このお妃は、ポーランド王の娘として生まれ、幼少のころに一家でフランスのアルザス地方に亡命して暮らしていました。22歳で王家に嫁ぎ、10人の子をもうけることになるのですが、彼女が親しんできたアルザスの慣習を宮廷に取り入れたというわけです。
パリにクリスマスツリーがお目見えするのはさらにのちの1837年。チュイルリー公園に飾られたのが最初だそうです。
そして1871年、普仏戦争でフランスが敗戦し、アルザス・ロレーヌ地方がドイツに割譲されると、その地方から首都パリにたくさんの人が避難してきました。これによって、モミの木を飾るアルザスの伝統も一緒にパリにやってきたという経緯があります。
また、その記事によれば、パリ市庁舎前に初めてクリスマスツリーが飾られたのは1944年、一般家庭で普及したのが60年代になってからと、思いのほか歴史が浅い慣習なのでした。
アルザスに見るクリスマスツリーの歴史
ところで、筆者は2009年12月にアルザス地方のクリスマスマーケットを巡りましたが、そのときフランスでもっとも古いツリーの記述というのを直に見ていました。それはストラスブールとコルマールのちょうど中間に位置するセレスタという街の図書館にありました。

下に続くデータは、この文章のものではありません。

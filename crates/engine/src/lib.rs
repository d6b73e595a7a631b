//! dynmsg Engine - Runtime Record Type Synthesis
//!
//! This crate turns [`Schema`](dynmsg_schema::Schema)s that are only known at
//! runtime into reusable record types with named, type-checked fields.
//!
//! # Architecture
//!
//! ```text
//! ┌─────────────────────────────────────────────────────────────┐
//! │                       TypeRegistry                          │
//! │   synthesize(schema) → Arc<RecordType>   (cached by name)   │
//! │   lookup(name)       → Option<Arc<RecordType>>              │
//! └─────────────────────────────┬───────────────────────────────┘
//!                               │
//!                               ▼
//! ┌─────────────────────────────────────────────────────────────┐
//! │                        RecordType                           │
//! │   fields: [FieldDef { name, kind, slot }]                   │
//! │   new_instance() → Record                                   │
//! │   get(record, field) / set(record, field, value)            │
//! └─────────────────────────────┬───────────────────────────────┘
//!                               │
//!                               ▼
//! ┌─────────────────────────────────────────────────────────────┐
//! │                          Record                             │
//! │   Arc<RecordType> + Vec<Value> (one slot per field)         │
//! └─────────────────────────────────────────────────────────────┘
//! ```
//!
//! # Identity
//!
//! A registry hands out the same `Arc<RecordType>` for a name every time, so
//! "same contract" checks are a pointer comparison via [`RecordType::same`].
//! Records remember the handle that created them and are rejected by any
//! other handle with [`RecordError::ForeignInstance`].
//!
//! # Example
//!
//! ```
//! use dynmsg_engine::{TypeRegistry, Value};
//! use dynmsg_schema::Schema;
//!
//! let registry = TypeRegistry::new();
//! let person = registry
//!     .synthesize(&Schema::builder("Person").text("name").integer("age").build())
//!     .unwrap();
//!
//! let mut record = person.new_instance();
//! person.set(&mut record, "age", 42).unwrap();
//! assert_eq!(person.get(&record, "age").unwrap(), &Value::Integer(42));
//! ```

pub mod contract;
pub mod error;
pub mod record;
pub mod record_type;
pub mod registry;
pub mod value;

pub use contract::MessageContract;
pub use error::{RecordError, SynthesisError};
pub use record::Record;
pub use record_type::{FieldDef, FieldKind, RecordType};
pub use registry::TypeRegistry;
pub use value::{FromValue, Value};

// Re-export the schema crate for convenience
pub use dynmsg_schema as schema;
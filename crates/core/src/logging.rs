//! Logging setup
//!
//! The gateway logs through `tracing`. Embedding applications that install
//! their own subscriber can skip [`init`]; everything still goes through
//! whatever subscriber is active.

use tracing_subscriber::filter::ParseError;
use tracing_subscriber::EnvFilter;

use crate::config::CoreConfig;

/// Build the filter used by [`init`]
///
/// `RUST_LOG` wins, then `log_filter` from the config, then `debug` or
/// `info` depending on the `debug` flag. An unparsable `log_filter` is
/// returned as an error.
pub fn filter_for(config: &CoreConfig) -> Result<EnvFilter, ParseError> {
    if let Ok(filter) = EnvFilter::try_from_default_env() {
        return Ok(filter);
    }

    match &config.log_filter {
        Some(directive) => EnvFilter::try_new(directive),
        None => Ok(EnvFilter::new(config.default_log_filter())),
    }
}

/// Install a `fmt` subscriber for the process
///
/// An invalid `log_filter` falls back to the default filter and is reported
/// through the new subscriber. Returns `false` when a global subscriber was
/// already set.
pub fn init(config: &CoreConfig) -> bool {
    let (filter, invalid) = match filter_for(config) {
        Ok(filter) => (filter, None),
        Err(e) => (EnvFilter::new(config.default_log_filter()), Some(e)),
    };

    let installed = tracing_subscriber::fmt()
        .with_env_filter(filter)
        .try_init()
        .is_ok();

    if let Some(e) = invalid {
        tracing::warn!(
            "Invalid log_filter {:?}, using {:?}: {}",
            config.log_filter.as_deref().unwrap_or_default(),
            config.default_log_filter(),
            e
        );
    }

    installed
}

セレスタの市内中心部にある「ユマニスト図書館」は、1452年からの歴史をもつ由緒ある古文書館です。訪ねた年の12月には、フランス最古のクリスマスツリーの記述が一般公開されていました。
それは1521年、市が聖トマの日(冬至)の木を管理するために、森の番人に4シリング支払ったというもの。実物の古文書の文字はあまりに達筆すぎて、わたしには解読できませんでしたが、おそらくフランス人でもそうなのかもしれず、古文書の脇に、きちんと説明が添えられていました。
さらに、1546年にも同じく4シリング、こんどはクリスマスツリーを伐採するために職人に支払いをしたという記述。つまり、市の出納帳で、当時のクリスマスツリーの存在がうかびあがってくるというわけです。
コロナ禍の今年は例外ですが、アルザス地方ではストラスブールはもちろんのこと、小さな村々でもクリスマスマーケットが盛んです。フランスのどの地方にもましてアルザスのクリスマスが有名なのは、きっとこうした背景も関係していることでしょう。
訪ねた年、セレスタの街も祝祭ムード一色でしたが、図書館そばの教会のクリスマスツリーがとても印象的でした。
りんごだけを飾ったツリー。それは遠い遠い昔のアルザスの森を想像させるような、シンプルがゆえに原初のパワーのようなものを感じさせるデコレーションなのでした。